╭─ Data records
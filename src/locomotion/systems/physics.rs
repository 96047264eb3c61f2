//! Locomotion domain: avian-backed ground queries and collision body.

use avian3d::prelude::*;
use bevy::prelude::*;

use crate::locomotion::components::CharacterBody;
use crate::locomotion::ground::{CollisionBody, GroundHit, GroundQuery};

/// Whether any overlapped collider is solid. Trigger volumes never count
/// as ground.
pub(crate) fn touches_solid(
    hits: impl IntoIterator<Item = Entity>,
    is_sensor: impl Fn(Entity) -> bool,
) -> bool {
    hits.into_iter().any(|entity| !is_sensor(entity))
}

/// Ground queries against the spatial query pipeline.
pub(crate) struct SpatialGround<'a, 'w, 's> {
    pub spatial_query: &'a SpatialQuery<'w, 's>,
    pub filter: SpatialQueryFilter,
    pub sensors: &'a Query<'w, 's, (), With<Sensor>>,
}

impl GroundQuery for SpatialGround<'_, '_, '_> {
    fn overlap_sphere(&self, center: Vec3, radius: f32) -> bool {
        let hits = self
            .spatial_query
            .shape_intersections(&Collider::sphere(radius), center, Quat::IDENTITY, &self.filter);
        touches_solid(hits, |entity| self.sensors.contains(entity))
    }

    fn cast_sphere_down(&self, origin: Vec3, radius: f32, max_distance: f32) -> Option<GroundHit> {
        self.spatial_query
            .cast_shape(
                &Collider::sphere(radius),
                origin,
                Quat::IDENTITY,
                Dir3::NEG_Y,
                &ShapeCastConfig::from_max_distance(max_distance),
                &self.filter,
            )
            .map(|hit| GroundHit {
                normal: hit.normal1,
                distance: hit.distance,
            })
    }
}

/// A dynamic rigid body steered through its linear velocity.
///
/// A move request becomes `LinearVelocity = displacement / dt`; the physics
/// step resolves it and the resolved value is read back next tick.
pub(crate) struct PhysicsBody<'a> {
    pub center: Vec3,
    pub body: &'a mut CharacterBody,
    pub velocity: &'a mut LinearVelocity,
    pub ground_contact: bool,
    pub dt: f32,
}

impl CollisionBody for PhysicsBody<'_> {
    fn center(&self) -> Vec3 {
        self.center
    }

    fn velocity(&self) -> Vec3 {
        self.velocity.0
    }

    fn radius(&self) -> f32 {
        self.body.radius
    }

    fn height(&self) -> f32 {
        self.body.height
    }

    fn step_offset(&self) -> f32 {
        self.body.step_offset
    }

    fn configured_step_offset(&self) -> f32 {
        self.body.configured_step_offset
    }

    fn set_step_offset(&mut self, offset: f32) {
        self.body.step_offset = offset;
    }

    fn slope_limit(&self) -> f32 {
        self.body.slope_limit
    }

    fn has_ground_contact(&self) -> bool {
        self.ground_contact
    }

    fn move_by(&mut self, displacement: Vec3) {
        if self.dt > 0.0 {
            self.velocity.0 = displacement / self.dt;
        }
    }
}
//! Animation-driving signals derived from the locomotion outputs.
//!
//! Nothing here feeds back into physics; an animation layer reads these
//! values as parameters.

use bevy::prelude::*;

use crate::locomotion::action::ActionInput;
use crate::locomotion::orientation::OrientationOutput;
use crate::locomotion::resources::{AnimationTuning, InputSnapshot};
use crate::locomotion::state::MovementState;

#[derive(Component, Debug, Clone, Default, PartialEq)]
pub struct AnimationParams {
    /// Movement input smoothed toward the state's blend maximum.
    pub blend_input: Vec2,
    pub blend_magnitude: f32,
    pub is_grounded: bool,
    pub is_idling: bool,
    pub is_jumping: bool,
    pub is_falling: bool,
    pub rotation_mismatch: f32,
    pub is_rotating_to_target: bool,
    pub is_attacking: bool,
    pub is_gathering: bool,
    pub is_playing_action: bool,
}

/// Blend-space scale for the movement input in each state.
pub fn blend_max(state: MovementState, tuning: &AnimationTuning) -> f32 {
    match state {
        MovementState::Sprinting => tuning.sprint_blend_max,
        MovementState::Running | MovementState::Jumping | MovementState::Falling => {
            tuning.run_blend_max
        }
        MovementState::Walking | MovementState::Idling => tuning.walk_blend_max,
    }
}

impl AnimationParams {
    pub fn update(
        &mut self,
        state: MovementState,
        input: &InputSnapshot,
        orientation: &OrientationOutput,
        actions: &ActionInput,
        tuning: &AnimationTuning,
        dt: f32,
    ) {
        let target = input.movement * blend_max(state, tuning);
        let t = (tuning.blend_speed * dt).clamp(0.0, 1.0);
        self.blend_input = self.blend_input.lerp(target, t);
        self.blend_magnitude = self.blend_input.length();

        self.is_grounded = state.is_grounded();
        self.is_idling = state == MovementState::Idling;
        self.is_jumping = state == MovementState::Jumping;
        self.is_falling = state == MovementState::Falling;
        self.rotation_mismatch = orientation.rotation_mismatch;
        self.is_rotating_to_target = orientation.is_rotating_to_target;
        self.is_attacking = actions.attack_pressed;
        self.is_gathering = actions.gather_pressed;
        self.is_playing_action = actions.is_playing_action();
    }
}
╰─
◆ How to complete this task: In the entries above, take the line containing "self.is_playing_action = actions.is_playing_action();" and each later line through the last, and repeat them exactly. Output nothing else.

◆ Response:
        self.is_playing_action = actions.is_playing_action();
    }
}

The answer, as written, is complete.